烧伤脓毒症是烧伤后感染诱发的全身失控性炎症反应综合征。如何提高烧伤脓毒症疗效是亟待解决的难题。巨噬细胞的损伤与激活是烧伤脓毒症发病的根本环节。封闭负压引流（VSD）具有创面封闭和免疫调控作用，临床应用广泛。研究发现，VSD治疗后，巨噬细胞释放TNF-α降低，而释放IL-10增多；进而发现，脓毒症巨噬细胞内去乙酰化酶沉默信息调节因子-1（SIRT1）表达抑制，而VSD环境下SIRT1表达上调。这表明VSD对巨噬细胞功能有显著影响，而SIRT1可能是重要介导分子。但VSD环境下培养诱导巨噬细胞对烧伤脓毒症的疗效和作用机制不明。基于此，我们拟检测VSD环境下巨噬细胞的免疫功能变化及其在小鼠烧伤脓毒症中的疗效，探究 SIRT1影响巨噬细胞功能的机制，最后在sirt1基因剔除小鼠烧伤脓毒症模型中验证。通过本研究以期联合VSD和巨噬细胞生物治疗提高烧伤脓毒症的疗效并揭示其机制，为临床治疗提供新方法。
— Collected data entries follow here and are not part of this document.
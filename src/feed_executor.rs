use crate::complex::Complex;
use crate::ph_feed::FeedProfile;
use crate::storage::{Heap, Storage};

/// FeedExecutor walks a [`FeedProfile`] in discrete ticks at a fixed
/// frequency, producing the curve parameter and position for each tick.
#[derive(Debug)]
pub struct FeedExecutor<'p, 'a, K: Storage = Heap> {
    /// Profile being traversed
    feed: &'p FeedProfile<'a, K>,

    /// Update frequency in Hz
    freq: f64,

    /// Current time-step in discrete ticks
    time: u32,

    /// Duration of the traversal in ticks
    duration: u32,

    /// Current curve parameter
    e: f64,

    /// Current time fraction
    tau: f64,

    /// Current position
    pos: Complex,
}

impl<'p, 'a, K: Storage> FeedExecutor<'p, 'a, K> {
    /// Creates a new executor ticking at `freq` Hz. Panics if `freq` is not positive.
    pub fn new(feed: &'p FeedProfile<'a, K>, freq: f64) -> Self {
        assert!(freq.is_finite() && freq > 0.0, "tick frequency must be positive, got {freq}");
        let duration = ((feed.t_s() * freq).ceil() as u32).max(1);
        Self {
            feed,
            freq,
            time: 0,
            duration,
            e: 0.0,
            tau: 0.0,
            pos: feed.r(0.0),
        }
    }

    /// Advances one tick. Does nothing once the traversal is complete.
    pub fn tick(&mut self) {
        if self.is_done() {
            return;
        }
        self.time += 1;
        self.tau = (self.time as f64 / self.duration as f64).min(1.0);
        self.e = self.feed.ekt(self.e, self.tau);
        self.pos = self.feed.r(self.e);
    }

    /// Returns to the start of the curve.
    pub fn reset(&mut self) {
        self.time = 0;
        self.tau = 0.0;
        self.e = 0.0;
        self.pos = self.feed.r(0.0);
    }

    /// Checks if the last tick has been reached.
    pub fn is_done(&self) -> bool {
        self.time >= self.duration
    }

    /// Returns the current time fraction.
    pub fn get_tau(&self) -> f64 {
        self.tau
    }

    /// Returns the current curve parameter.
    pub fn get_e(&self) -> f64 {
        self.e
    }

    /// Returns the current position.
    pub fn get_pos(&self) -> Complex {
        self.pos
    }

    /// Returns the arc length covered so far.
    pub fn get_s(&self) -> f64 {
        self.feed.s(self.e)
    }

    /// Returns the elapsed time in seconds.
    pub fn get_time(&self) -> f64 {
        self.time as f64 / self.freq
    }

    /// Returns the number of ticks the traversal spans.
    pub fn get_duration(&self) -> u32 {
        self.duration
    }
}

impl<K: Storage> Iterator for FeedExecutor<'_, '_, K> {
    type Item = (f64, Complex);

    /// Ticks and yields `(tau, position)` until the traversal completes.
    fn next(&mut self) -> Option<Self::Item> {
        if self.is_done() {
            return None;
        }
        self.tick();
        Some((self.tau, self.pos))
    }
}

#[cfg(test)]
mod tests {
    use super::*;
    use crate::config::FeedConfig;
    use crate::ph_curve::Curve;

    fn arc() -> Curve {
        let z = [
            Complex::ZERO,
            Complex::new(1.124171968973597, 0.444771808762066),
            Complex::new(1.124171968973597, -0.444771808762066),
        ];
        let q = [
            Complex::new(-1.0, 1.0),
            Complex::new(0.0, 2.0),
            Complex::new(1.0, 1.0),
        ];
        Curve::new(&z, &q)
    }

    #[test]
    fn walks_from_start_to_end() {
        let ph = arc();
        let feed = FeedProfile::new(&ph, FeedConfig::new(100.0, 0.01));
        let mut exec = FeedExecutor::new(&feed, 10_000.0);
        assert_eq!(exec.get_duration(), 406);
        assert!(exec.get_pos().approx_eq(Complex::new(-1.0, 1.0), 1e-12));

        let mut last_s = 0.0;
        while !exec.is_done() {
            exec.tick();
            assert!(exec.get_s() >= last_s - 1e-9);
            last_s = exec.get_s();
        }
        assert_eq!(exec.get_tau(), 1.0);
        assert!(exec.get_pos().approx_eq(Complex::new(1.0, 1.0), 1e-6));
        assert!((exec.get_time() - 0.0406).abs() < 1e-12);

        // further ticks hold the final state
        exec.tick();
        assert_eq!(exec.get_tau(), 1.0);
    }

    #[test]
    fn iterator_yields_every_tick() {
        let ph = arc();
        let feed = FeedProfile::new(&ph, FeedConfig::new(100.0, 0.01));
        let exec = FeedExecutor::new(&feed, 1_000.0);
        let samples: Vec<_> = exec.collect();
        assert_eq!(samples.len(), 41);
        let (tau, pos) = samples[samples.len() - 1];
        assert_eq!(tau, 1.0);
        assert!(pos.approx_eq(Complex::new(1.0, 1.0), 1e-6));
    }

    #[test]
    fn reset_restarts_traversal() {
        let ph = arc();
        let feed = FeedProfile::new(&ph, FeedConfig::new(100.0, 0.01));
        let mut exec = FeedExecutor::new(&feed, 1_000.0);
        for _ in 0..10 {
            exec.tick();
        }
        assert!(exec.get_e() > 0.0);
        exec.reset();
        assert_eq!(exec.get_e(), 0.0);
        assert_eq!(exec.get_tau(), 0.0);
        assert!(!exec.is_done());
    }

    #[test]
    #[should_panic(expected = "tick frequency")]
    fn rejects_zero_frequency() {
        let ph = arc();
        let feed = FeedProfile::new(&ph, FeedConfig::new(100.0, 0.01));
        let _ = FeedExecutor::new(&feed, 0.0);
    }
}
Burn sepsis is a systemic inflammatory response syndrome induced by infection secondary to burn with high mortality, and poor curative therapy. How to improve the effect of burn sepsis is the problem to solve. Macrophage activation is the basic link of burn injury and sepsis. Vacuum sealing drainage (VSD) can cover the wound and regulate the immune. However, VSD could not cure the burn sepsis clinically. Based on the previous research, macrophages in the VSD drainage fluid could release less TNF- alpha which promotes inflammation, and release more IL-10 which is an anti-inflammatory factor. And we found that the deacetylase silent information regulator -1 (SIRT1) was inhibited in the macrophages of sepsis, while the SIRT1 was upregulated in VSD group. This suggests that VSD has a significant influence on the function of macrophages, and SIRT1 may be an important mediator. But the mechanism of VSD regulates macrophage in burn sepsis was still not clear. Based on this, we proposed to detect the immunological changes of macrophages and observe the efficacy of macrophgages in burn sepsis with the treatment of VSD. We want to identify the specific mechanism of SIRT1 in this process and verify it in a sirt1-knockout mice model. Through the research of the combination of VSD and macrophage biological treatment to improve the curative effect of burn sepsis and to reveal its mechanism, then provide a new method for clinical treatment.